それをゆったりとした体勢のまま、二人は見送る。
「で、司令、私に急な御用で」
「悪いけどねー、そうなるねー」
「主力出払いってことはそうですよねぇ」
この基地の格納庫には入れ替わり立ち替わり、各地のゲリラ部隊が補給に来る。だが、今はそんな遠征部隊もいない。そして、常に残っているはずの部隊がいない。鷹峰小隊、メエマ小隊、藪塚小隊、その三部隊、すべてが出払うとなるとよっぽどだ。普通はローテーションで、後詰めの部隊を待機や休憩させているはずなのに、格納庫には誰もいない。
「で、何があったんです?」
「参っちゃってね、妙なのが近場にきてるらしくてさー」
そういうと端末を渡してくる。黒い四角い塊で、ボタンとスイッチが並び、液晶をオミットした網膜投影して像を映す。旧いタイプの端末だが、骨董趣味のあるイネは慣れた様子で古びたスイッチをかちりと押す。
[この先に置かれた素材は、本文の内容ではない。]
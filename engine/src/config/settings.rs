// Advisor thresholds, loadable from a configuration file or the GUI's
// embedded default config.
use serde::Deserialize;
use std::path::Path;

use crate::error::EngineError;

pub const RENT_RATIO_CAP: f64 = 0.33;
pub const CREDIT_CARD_RATIO_CAP: f64 = 0.25;
pub const MIN_REMAINING_PER_PERSON: f64 = 100.0;
pub const EMERGENCY_FUND_MONTHS: u32 = 3;
pub const DEBOUNCE_MS: u64 = 300;

#[derive(Debug, Deserialize, Clone, PartialEq)]
#[serde(default)]
pub struct AdvisorSettings {
    /// Rent at or above this share of income raises an alert.
    pub rent_ratio_cap: f64,
    /// Card spend strictly above this share of income raises an alert.
    pub credit_card_ratio_cap: f64,
    pub min_remaining_per_person: f64,
    /// Emergency reserve target, in months of expenses.
    pub emergency_fund_months: u32,
    /// Quiet window before the UI re-evaluates after typing.
    pub debounce_ms: u64,
}

impl Default for AdvisorSettings {
    fn default() -> Self {
        AdvisorSettings {
            rent_ratio_cap: RENT_RATIO_CAP,
            credit_card_ratio_cap: CREDIT_CARD_RATIO_CAP,
            min_remaining_per_person: MIN_REMAINING_PER_PERSON,
            emergency_fund_months: EMERGENCY_FUND_MONTHS,
            debounce_ms: DEBOUNCE_MS,
        }
    }
}

impl AdvisorSettings {
    pub fn from_json(json: &str) -> Result<Self, EngineError> {
        let settings: AdvisorSettings = serde_json::from_str(json)?;
        settings.validate()?;
        Ok(settings)
    }

    pub fn from_file(path: impl AsRef<Path>) -> Result<Self, EngineError> {
        let contents = std::fs::read_to_string(path.as_ref())?;
        Self::from_json(&contents).map_err(|e| {
            tracing::warn!("Rejected advisor settings from {}: {}", path.as_ref().display(), e);
            e
        })
    }

    pub fn validate(&self) -> Result<(), EngineError> {
        let ratio_ok = |r: f64| r.is_finite() && r > 0.0 && r <= 1.0;
        if !ratio_ok(self.rent_ratio_cap) {
            return Err(EngineError::ConfigError(format!(
                "rent_ratio_cap must be in (0, 1], got {}",
                self.rent_ratio_cap
            )));
        }
        if !ratio_ok(self.credit_card_ratio_cap) {
            return Err(EngineError::ConfigError(format!(
                "credit_card_ratio_cap must be in (0, 1], got {}",
                self.credit_card_ratio_cap
            )));
        }
        if !self.min_remaining_per_person.is_finite() || self.min_remaining_per_person < 0.0 {
            return Err(EngineError::ConfigError(format!(
                "min_remaining_per_person must be non-negative, got {}",
                self.min_remaining_per_person
            )));
        }
        if self.emergency_fund_months == 0 {
            return Err(EngineError::ConfigError(
                "emergency_fund_months must be at least 1".to_string(),
            ));
        }
        Ok(())
    }

    pub fn debounce_window(&self) -> std::time::Duration {
        std::time::Duration::from_millis(self.debounce_ms)
    }
}
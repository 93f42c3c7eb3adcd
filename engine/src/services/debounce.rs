// Coalesces bursts of requests (keystrokes) into one action after a quiet
// window. Every new ticket supersedes the ones issued before it; a ticket
// only "settles" if no newer ticket was issued while it slept.
//
// Runtime-agnostic in the sense that nothing is spawned here: the caller
// awaits `settle()` on whatever task it likes (a Dioxus `spawn`, a tokio
// task, a test). Timers come from `tokio::time`.
use std::future::Future;
use std::sync::atomic::{AtomicU64, Ordering};
use std::sync::Arc;
use std::time::Duration;

#[derive(Debug, Clone)]
pub struct Debouncer {
    quiet_window: Duration,
    latest: Arc<AtomicU64>,
}

#[derive(Debug)]
pub struct Ticket {
    id: u64,
    quiet_window: Duration,
    latest: Arc<AtomicU64>,
}

impl Debouncer {
    pub fn new(quiet_window: Duration) -> Self {
        Self {
            quiet_window,
            latest: Arc::new(AtomicU64::new(0)),
        }
    }

    pub fn quiet_window(&self) -> Duration {
        self.quiet_window
    }

    /// Registers a new request, superseding every earlier ticket.
    pub fn ticket(&self) -> Ticket {
        let id = self.latest.fetch_add(1, Ordering::SeqCst) + 1;
        Ticket {
            id,
            quiet_window: self.quiet_window,
            latest: Arc::clone(&self.latest),
        }
    }

    /// Waits out the quiet window and runs `action` only if no newer request
    /// arrived meanwhile. Returns `None` when superseded.
    pub async fn run<F, Fut, T>(&self, action: F) -> Option<T>
    where
        F: FnOnce() -> Fut,
        Fut: Future<Output = T>,
    {
        let ticket = self.ticket();
        if ticket.settle().await {
            Some(action().await)
        } else {
            tracing::trace!(ticket = ticket.id, "Debounced call superseded");
            None
        }
    }
}

impl Ticket {
    pub fn is_current(&self) -> bool {
        self.latest.load(Ordering::SeqCst) == self.id
    }

    /// Sleeps for the quiet window, then reports whether this is still the
    /// latest request.
    pub async fn settle(&self) -> bool {
        tokio::time::sleep(self.quiet_window).await;
        self.is_current()
    }
}
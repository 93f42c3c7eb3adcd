pub mod settings;

pub use settings::AdvisorSettings;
部分的に映し出されるのは森林の中に保護色で塗られた横に細長い建造物のようなものだ。よくよく見れば、それは滑るように速度で進んでいる。空気を吹き上げているわけでもない。だが、重力を無視しているその様子は、高価な反重力装置を取り付けているに違いない。
「開拓期の探索艇、ですかね」
「そ、名前は“グリッター”だったかな。骨董品だけど、品物としては一級品だよ」
なんかそんな化粧品なかったけ。知り合いが使ってたような気がすると、イネは頭をひねるが、思い出せない。思考の隅に追いやると、もう一度その船を見る。
探索艇は高重力下の惑星へ調査に向かうための宇宙船から出される小型船で、母艦から射出される。ガス雲に包まれた木星に入り込んだ“クリッティカー”号については初等教育の宇宙科目で習ったものだ。そして映像をかちりと止めた。
「ペイロードに余裕があるし、何を詰んでいるですかねぇ」
「探索艇だからね。改造してなければ、モジュールが三十機は詰めるね。あとはビーム砲が数門だねぇ。まあ、ビームはこのグリーンネストじゃあ、まともに使えたものじゃあないけど」
「付け替えしてるでしょうねぇ」
ビーム兵器は森林地帯の多い地帯では敵味方関係のない大火事を引き起こす他、そもそも磁場が強いグリーンネストでは弾道が不安定化する。宇宙艦隊で使うような大口径砲門なら出力だけで無理やり真っ直ぐ撃つことができるだろうが、そんな大物を運び込むのは手間だ。あるいは土地ごとに弾道計算して放出することもできるだろうが、情報を収集する余裕はお互いにない。
「小型艇といっても地上じゃ大型、たぶん150m級だろうから」
「うげえ、動く要塞じゃあないですか」
鉱山を利用した、このマクラガ要塞よりも装備そのものは上等だろう。そんなものが近くに現われたとなれば、気が気でない。反重力装置つきとなると、あれだけ抜けづらい山野も意味がない。そもそも随伴機体の数が多いのも厄介だ。腕で追い払うにしろ限度もあるし、予備機や常駐の監視部隊を招集しても厳しい数だ。
「うん、それでまあ、なんとか動きだけでも捕えようとね。小規模な駐留地だと、この戦力相手はひとたまりもない」
「でも、それだけじゃあ、ほぼ全戦力を割く必要、ないですよね」
「そうね、基地の守りにはメエマ小隊しか残してないからねぇ」
「また、無茶ぶりして……」
額を抑えて、苦笑いするしかない。メエマ隊は人がいないからと、どうにも使いまわされてしまう。そして、次は自分たちの番なのだろう。
「それでその宇宙艇。いるのに、あんまり動きがない。どうにも大規模作戦の先触れだか、尖兵だかってメエマ君は睨んでたよ」
「そういうこと、ですかあ……」
偵察だけではない。周囲の情報と戦力を集めるために文字通り走り回っているのだろう。遠距離通信が難しいと、こういう古風な伝令がでないとどうにもならない。
「で、さすがにこの宇宙艇、盤上に残したくはないから、ね」
「分かりましたよ、補給と整備が終わりしだい、お手伝いしますよ……」
理解できるが、顔がぐしゃりと歪む。苦虫を噛みつぶした、とはよく言ったものだと妙な納得を覚えた。
「あとくだんの新型、整備のみんなに見てもらうから解説もお願いねー」
「うぇーい。あいあい、司令官」
やることばかりだ。なんとも休まらない、と体から空気を噴き出す。天を仰いでも、見えるのは分厚いコンクリートの天井だけだった。